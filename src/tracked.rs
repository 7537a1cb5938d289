use std::future::Future;
use std::pin::Pin;
use std::sync::atomic::{AtomicU8, Ordering};
use std::sync::{Arc, Weak};
use std::task::{Context, Poll, Waker};

use futures::task::{self, ArcWake};

use crate::context::Scheduler;

const IDLE: u8 = 0;
const WOKEN: u8 = 1;
const DONE: u8 = 2;

/// Wake bookkeeping for one tracked task.
///
/// While the task has been woken and not yet polled it holds one unit of the scheduler's woken
/// count, so a drain cannot reach quiescence before the task has issued whatever requests its
/// wakeup leads to.
struct WakeState {
    state: AtomicU8,
    scheduler: Weak<Scheduler>,
}

impl WakeState {
    fn woken(&self) {
        let scheduler = match self.scheduler.upgrade() {
            Some(scheduler) => scheduler,
            None => return,
        };
        scheduler.observer_woken();
        if self.state.compare_exchange(IDLE, WOKEN, Ordering::AcqRel, Ordering::Acquire).is_err() {
            // already counted, or finished
            scheduler.observer_settled();
        }
    }

    fn settled(&self) {
        if let Some(scheduler) = self.scheduler.upgrade() {
            scheduler.observer_settled();
        }
    }

    fn finish(&self) {
        if self.state.swap(DONE, Ordering::AcqRel) == WOKEN {
            self.settled();
        }
    }
}

struct TrackingWaker {
    state: Arc<WakeState>,
    inner: Waker,
}

impl ArcWake for TrackingWaker {
    fn wake_by_ref(arc_self: &Arc<Self>) {
        arc_self.state.woken();
        arc_self.inner.wake_by_ref();
    }
}

/// A future whose wakeups hold a [`LoadContext::drain`](crate::LoadContext::drain) open until
/// the future has been polled again.
///
/// A freshly created `Tracked` counts as woken, so a drain started right after spawning it waits
/// for its first poll.
pub(crate) struct Tracked<F> {
    future: Pin<Box<F>>,
    state: Arc<WakeState>,
}

impl<F> Tracked<F> {
    pub(crate) fn new(scheduler: &Arc<Scheduler>, future: F) -> Self {
        scheduler.observer_woken();
        Self {
            future: Box::pin(future),
            state: Arc::new(WakeState {
                state: AtomicU8::new(WOKEN),
                scheduler: Arc::downgrade(scheduler),
            }),
        }
    }
}

impl<F: Future> Future for Tracked<F> {
    type Output = F::Output;

    fn poll(mut self: Pin<&mut Self>, cx: &mut Context<'_>) -> Poll<Self::Output> {
        let this = &mut *self;
        let consumed = this
            .state
            .state
            .compare_exchange(WOKEN, IDLE, Ordering::AcqRel, Ordering::Acquire)
            .is_ok();

        let waker = task::waker(Arc::new(TrackingWaker {
            state: this.state.clone(),
            inner: cx.waker().clone(),
        }));
        let poll = this.future.as_mut().poll(&mut Context::from_waker(&waker));

        if poll.is_ready() {
            this.state.finish();
        }
        if consumed {
            this.state.settled();
        }
        poll
    }
}

impl<F> Drop for Tracked<F> {
    fn drop(&mut self) {
        self.state.finish();
    }
}
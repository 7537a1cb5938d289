use std::collections::HashMap;

use async_trait::async_trait;
use tickload::{BatchFunction, BoxError, KeyedLoader, LoadContext};
use tokio_util::sync::CancellationToken;

// Trivially loads values from a HashMap. A real batch function would issue one query for all the
// keys it is given.
struct Films {
    titles: HashMap<i64, String>,
}

#[async_trait]
impl BatchFunction<i64, String> for Films {
    async fn load(
        &self,
        keys: &[i64],
        _cancel: &CancellationToken,
    ) -> Result<HashMap<i64, String>, BoxError> {
        println!("fetching {:?}", keys);
        Ok(keys.iter().filter_map(|k| self.titles.get(k).cloned().map(|v| (*k, v))).collect())
    }
}

#[tokio::main]
async fn main() {
    let mut titles = HashMap::new();
    titles.insert(2001, "a space odyssey".to_owned());
    titles.insert(7, "samurai".to_owned());
    titles.insert(12, "angry men".to_owned());

    let context = LoadContext::new();
    let films = KeyedLoader::new(&context, Films { titles });

    let samurai = films.load(7);
    let missing = films.load(15);
    let many = films.load_many(vec![12, 2010, 2001, 7]);

    // One fetch for keys {7, 12, 15, 2001, 2010}.
    context.drain(CancellationToken::new()).await;

    assert_eq!(samurai.await.unwrap().as_deref(), Some("samurai"));
    assert_eq!(missing.await.unwrap(), None);
    assert_eq!(
        many.await.unwrap().iter().map(Option::as_deref).collect::<Vec<_>>(),
        vec![Some("angry men"), None, Some("a space odyssey"), Some("samurai")]
    );
}
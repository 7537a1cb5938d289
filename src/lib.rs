//! Request coalescing for request-scoped data loading.
//!
//! Callers ask a [`KeyedLoader`] (or a keyless [`Loader`]) for values and get a [`LoadFuture`]
//! back immediately. Requests accumulate in the loader's open batch; equal keys share one result.
//! Nothing is fetched until the owning [`LoadContext`] is drained, at which point every runnable
//! loader calls its [`BatchFunction`] once with the distinct keys it collected. Requests issued
//! while a drain is running, from inside a batch function, from futures polled alongside the
//! drain, or from tasks started with [`LoadContext::spawn`], are executed by that same drain.
//!
//! ```
//! use std::collections::HashMap;
//!
//! use tickload::{BoxError, KeyedLoader, LoadContext};
//! use tokio_util::sync::CancellationToken;
//!
//! # #[tokio::main(flavor = "current_thread")]
//! # async fn main() {
//! let context = LoadContext::new();
//! let names: KeyedLoader<u32, String> =
//!     KeyedLoader::new(&context, |ids: Vec<u32>, _cancel: CancellationToken| async move {
//!         let names = ids.into_iter().map(|id| (id, format!("user-{}", id)));
//!         Ok::<_, BoxError>(names.collect::<HashMap<_, _>>())
//!     });
//!
//! let (first, second) = (names.load(1), names.load(2));
//! context.drain(CancellationToken::new()).await;
//!
//! assert_eq!(first.await.unwrap().as_deref(), Some("user-1"));
//! assert_eq!(second.await.unwrap().as_deref(), Some("user-2"));
//! # }
//! ```
mod batch_function;
mod composite;
mod context;
mod error;
mod loader;
#[cfg(feature = "stats")]
mod loader_stats;
mod pending;
mod runnable;
mod slot;
mod tracked;

pub use batch_function::{BatchFunction, FetchFunction};
pub use context::{DrainSummary, LoadContext};
pub use error::{BoxError, LoadError, RegistryError};
pub use loader::{KeyedLoader, Loader};
#[cfg(feature = "stats")]
pub use loader_stats::LoaderStats;
pub use slot::LoadFuture;
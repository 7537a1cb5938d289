use std::fmt::{self, Debug};
use std::future::Future;
use std::hash::Hash;
use std::sync::{Arc, Weak};

use async_trait::async_trait;
use futures::future::{self, FutureExt};
use parking_lot::Mutex;
use tokio_util::sync::CancellationToken;

#[cfg(feature = "stats")]
use crate::loader_stats::LoaderStats;
use crate::{
    batch_function::{BatchFunction, FetchFunction},
    context::{LoadContext, Scheduler},
    error::{BoxError, LoadError},
    pending::PendingBatch,
    runnable::{FollowUp, Runnable},
    slot::LoadFuture,
};

/// The open batch of a loader and its route back to the scheduler.
///
/// `enqueue` and `close` take the same lock, so a request either lands in the batch that the next
/// `close` hands out, or it opens a fresh batch and registers the loader again. Nothing is added
/// to a batch after it has been closed.
struct Batcher<K, T> {
    batch: Mutex<PendingBatch<K, T>>,
    scheduler: Weak<Scheduler>,
    debug_name: &'static str,
    #[cfg(feature = "stats")]
    stats: Mutex<LoaderStats>,
}

impl<K, T> Batcher<K, T>
where
    K: Eq + Hash,
    T: 'static + Clone + Send + Sync,
{
    fn new(context: &LoadContext, debug_name: &'static str) -> Self {
        Self {
            batch: Mutex::new(PendingBatch::new()),
            scheduler: context.scheduler(),
            debug_name,
            #[cfg(feature = "stats")]
            stats: Mutex::new(LoaderStats::new(debug_name)),
        }
    }

    fn enqueue(&self, key: K, runnable: impl FnOnce() -> Arc<dyn Runnable>) -> LoadFuture<T> {
        let scheduler = match self.scheduler.upgrade() {
            Some(scheduler) => scheduler,
            None => return LoadFuture::failed(LoadError::ContextDropped),
        };

        let mut batch = self.batch.lock();
        let enqueued = batch.enqueue(key);
        if enqueued.opened {
            scheduler.register(runnable());
        }
        tracing::trace!(
            loader = self.debug_name,
            opened = enqueued.opened,
            deduplicated = enqueued.deduplicated,
            "load requested"
        );
        #[cfg(feature = "stats")]
        self.stats.lock().record_request(enqueued.deduplicated);
        enqueued.future
    }

    fn close(&self) -> PendingBatch<K, T> {
        self.batch.lock().take()
    }

    fn pending_len(&self) -> usize {
        self.batch.lock().len()
    }
}

#[cfg(feature = "stats")]
impl<K, T> Drop for Batcher<K, T> {
    fn drop(&mut self) {
        tracing::debug!(loader_stats = ?self.stats.get_mut());
    }
}

async fn fetch_cancellable<T>(
    cancel: &CancellationToken,
    fetch: impl Future<Output = Result<T, BoxError>>,
) -> Result<T, LoadError> {
    if cancel.is_cancelled() {
        return Err(LoadError::Cancelled);
    }
    tokio::select! {
        biased;
        _ = cancel.cancelled() => Err(LoadError::Cancelled),
        outcome = fetch => outcome.map_err(LoadError::from),
    }
}

struct KeyedInner<K, V> {
    batcher: Batcher<K, Option<V>>,
    fetch: Box<dyn BatchFunction<K, V>>,
}

#[async_trait]
impl<K, V> Runnable for KeyedInner<K, V>
where
    K: 'static + Eq + Hash + Clone + Debug + Send + Sync,
    V: 'static + Clone + Send + Sync,
{
    #[tracing::instrument(skip_all, fields(loader = self.batcher.debug_name))]
    async fn execute(self: Arc<Self>, cancel: CancellationToken) -> Option<FollowUp> {
        let batch = self.batcher.close();
        if batch.is_empty() {
            return None;
        }

        let loader = self.batcher.debug_name;
        let keys = batch.keys().cloned().collect::<Vec<_>>();
        tracing::debug!(loader, ?keys, "executing batch");
        let outcome = fetch_cancellable(&cancel, self.fetch.load(&keys, &cancel)).await;

        match &outcome {
            Ok(values) => {
                let missing = keys.iter().filter(|key| !values.contains_key(*key)).count();
                tracing::debug!(loader, requested = keys.len(), missing, "batch fetched");
                #[cfg(feature = "stats")]
                {
                    let mut stats = self.batcher.stats.lock();
                    stats.record_batch(keys.len());
                    stats.record_missing(missing);
                }
            }
            Err(err) => {
                tracing::warn!(loader, requested = keys.len(), %err, "batch failed");
                #[cfg(feature = "stats")]
                {
                    let mut stats = self.batcher.stats.lock();
                    stats.record_batch(keys.len());
                    stats.record_failure();
                }
            }
        }

        Some(
            async move {
                match outcome {
                    Ok(mut values) => {
                        for (key, slot) in batch.into_slots() {
                            let value = values.remove(&key);
                            slot.resolve(Ok(value));
                        }
                    }
                    Err(err) => {
                        for (_key, slot) in batch.into_slots() {
                            slot.resolve(Err(err.clone()));
                        }
                    }
                }
                tokio::task::yield_now().await;
            }
            .boxed(),
        )
    }
}

/// Coalesces `load(key)` calls into one call of its [`BatchFunction`] per drain pass.
///
/// Every call made before the owning [`LoadContext`] is drained joins the same batch. Equal keys
/// share a single slot, so the batch function sees each key once and every caller receives a
/// clone of the same value. Keys missing from the batch function's result resolve to `None`.
///
/// `KeyedLoader` is a cheap handle; clones share the same batch.
pub struct KeyedLoader<K, V> {
    inner: Arc<KeyedInner<K, V>>,
}

impl<K, V> Clone for KeyedLoader<K, V> {
    fn clone(&self) -> Self {
        Self { inner: self.inner.clone() }
    }
}

impl<K, V> KeyedLoader<K, V>
where
    K: 'static + Eq + Hash + Clone + Debug + Send + Sync,
    V: 'static + Clone + Send + Sync,
{
    /// Creates a loader bound to `context` that fetches through `fetch`.
    pub fn new<F>(context: &LoadContext, fetch: F) -> Self
    where
        F: BatchFunction<K, V>,
    {
        Self {
            inner: Arc::new(KeyedInner {
                batcher: Batcher::new(context, std::any::type_name::<(K, V)>()),
                fetch: Box::new(fetch),
            }),
        }
    }

    /// Requests the value for `key`.
    ///
    /// Never blocks. The returned future completes once the context drains this loader's batch.
    pub fn load(&self, key: K) -> LoadFuture<Option<V>> {
        self.inner.batcher.enqueue(key, || self.inner.clone() as Arc<dyn Runnable>)
    }

    /// Requests many values at once, returned in the order of `keys`.
    ///
    /// All keys join the open batch before this returns; the future fails with the first error
    /// observed among them.
    pub fn load_many<I>(&self, keys: I) -> impl Future<Output = Result<Vec<Option<V>>, LoadError>>
    where
        I: IntoIterator<Item = K>,
    {
        let futures = keys.into_iter().map(|key| self.load(key)).collect::<Vec<_>>();
        future::try_join_all(futures)
    }

    /// Number of distinct keys waiting in the open batch.
    pub fn pending_len(&self) -> usize {
        self.inner.batcher.pending_len()
    }

    #[cfg(feature = "stats")]
    pub fn stats(&self) -> LoaderStats {
        self.inner.batcher.stats.lock().clone()
    }
}

impl<K, V> Debug for KeyedLoader<K, V> {
    fn fmt(&self, f: &mut fmt::Formatter<'_>) -> fmt::Result {
        f.debug_struct("KeyedLoader").field("kv", &self.inner.batcher.debug_name).finish()
    }
}

struct KeylessInner<V> {
    batcher: Batcher<(), V>,
    fetch: Box<dyn FetchFunction<V>>,
}

#[async_trait]
impl<V> Runnable for KeylessInner<V>
where
    V: 'static + Clone + Send + Sync,
{
    #[tracing::instrument(skip_all, fields(loader = self.batcher.debug_name))]
    async fn execute(self: Arc<Self>, cancel: CancellationToken) -> Option<FollowUp> {
        let batch = self.batcher.close();
        if batch.is_empty() {
            return None;
        }

        let loader = self.batcher.debug_name;
        tracing::debug!(loader, "executing keyless batch");
        let outcome = fetch_cancellable(&cancel, self.fetch.fetch(&cancel)).await;
        if let Err(err) = &outcome {
            tracing::warn!(loader, %err, "keyless batch failed");
        }
        #[cfg(feature = "stats")]
        {
            let mut stats = self.batcher.stats.lock();
            stats.record_batch(batch.len());
            if outcome.is_err() {
                stats.record_failure();
            }
        }

        Some(
            async move {
                for (_unit, slot) in batch.into_slots() {
                    slot.resolve(outcome.clone());
                }
                tokio::task::yield_now().await;
            }
            .boxed(),
        )
    }
}

/// The keyless form of [`KeyedLoader`]: every `load()` made before a drain shares one call of
/// its [`FetchFunction`] and observes the same value.
pub struct Loader<V> {
    inner: Arc<KeylessInner<V>>,
}

impl<V> Clone for Loader<V> {
    fn clone(&self) -> Self {
        Self { inner: self.inner.clone() }
    }
}

impl<V> Loader<V>
where
    V: 'static + Clone + Send + Sync,
{
    pub fn new<F>(context: &LoadContext, fetch: F) -> Self
    where
        F: FetchFunction<V>,
    {
        Self {
            inner: Arc::new(KeylessInner {
                batcher: Batcher::new(context, std::any::type_name::<V>()),
                fetch: Box::new(fetch),
            }),
        }
    }

    /// Requests the value. Completes once the context drains this loader's batch.
    pub fn load(&self) -> LoadFuture<V> {
        self.inner.batcher.enqueue((), || self.inner.clone() as Arc<dyn Runnable>)
    }

    /// Whether a request is waiting in the open batch.
    pub fn is_pending(&self) -> bool {
        self.inner.batcher.pending_len() > 0
    }

    #[cfg(feature = "stats")]
    pub fn stats(&self) -> LoaderStats {
        self.inner.batcher.stats.lock().clone()
    }
}

impl<V> Debug for Loader<V> {
    fn fmt(&self, f: &mut fmt::Formatter<'_>) -> fmt::Result {
        f.debug_struct("Loader").field("v", &self.inner.batcher.debug_name).finish()
    }
}
use std::sync::Arc;

use async_trait::async_trait;
use futures::future::BoxFuture;
use tokio_util::sync::CancellationToken;

/// Work left over after a batch has been fetched: resolving its slots.
///
/// It runs as its own unit inside the drain so that futures woken by the resolution get a chance
/// to issue new requests before the drain checks for quiescence.
pub(crate) type FollowUp = BoxFuture<'static, ()>;

/// What a loader exposes to the [`LoadContext`](crate::LoadContext) once it has an open batch.
#[async_trait]
pub(crate) trait Runnable: Send + Sync {
    /// Closes the current batch and fetches it.
    ///
    /// Returns `None` when the batch turned out to be empty.
    async fn execute(self: Arc<Self>, cancel: CancellationToken) -> Option<FollowUp>;
}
--
Brief | Write down, word for word, the lines above from the one containing "the scheduler's woken" through the one containing "type Output = F::Output;", both ends included.

Answer area |
/// While the task has been woken and not yet polled it holds one unit of the scheduler's woken
/// count, so a drain cannot reach quiescence before the task has issued whatever requests its
/// wakeup leads to.
struct WakeState {
    state: AtomicU8,
    scheduler: Weak<Scheduler>,
}

impl WakeState {
    fn woken(&self) {
        let scheduler = match self.scheduler.upgrade() {
            Some(scheduler) => scheduler,
            None => return,
        };
        scheduler.observer_woken();
        if self.state.compare_exchange(IDLE, WOKEN, Ordering::AcqRel, Ordering::Acquire).is_err() {
            // already counted, or finished
            scheduler.observer_settled();
        }
    }

    fn settled(&self) {
        if let Some(scheduler) = self.scheduler.upgrade() {
            scheduler.observer_settled();
        }
    }

    fn finish(&self) {
        if self.state.swap(DONE, Ordering::AcqRel) == WOKEN {
            self.settled();
        }
    }
}

struct TrackingWaker {
    state: Arc<WakeState>,
    inner: Waker,
}

impl ArcWake for TrackingWaker {
    fn wake_by_ref(arc_self: &Arc<Self>) {
        arc_self.state.woken();
        arc_self.inner.wake_by_ref();
    }
}

/// A future whose wakeups hold a [`LoadContext::drain`](crate::LoadContext::drain) open until
/// the future has been polled again.
///
/// A freshly created `Tracked` counts as woken, so a drain started right after spawning it waits
/// for its first poll.
pub(crate) struct Tracked<F> {
    future: Pin<Box<F>>,
    state: Arc<WakeState>,
}

impl<F> Tracked<F> {
    pub(crate) fn new(scheduler: &Arc<Scheduler>, future: F) -> Self {
        scheduler.observer_woken();
        Self {
            future: Box::pin(future),
            state: Arc::new(WakeState {
                state: AtomicU8::new(WOKEN),
                scheduler: Arc::downgrade(scheduler),
            }),
        }
    }
}

impl<F: Future> Future for Tracked<F> {
    type Output = F::Output;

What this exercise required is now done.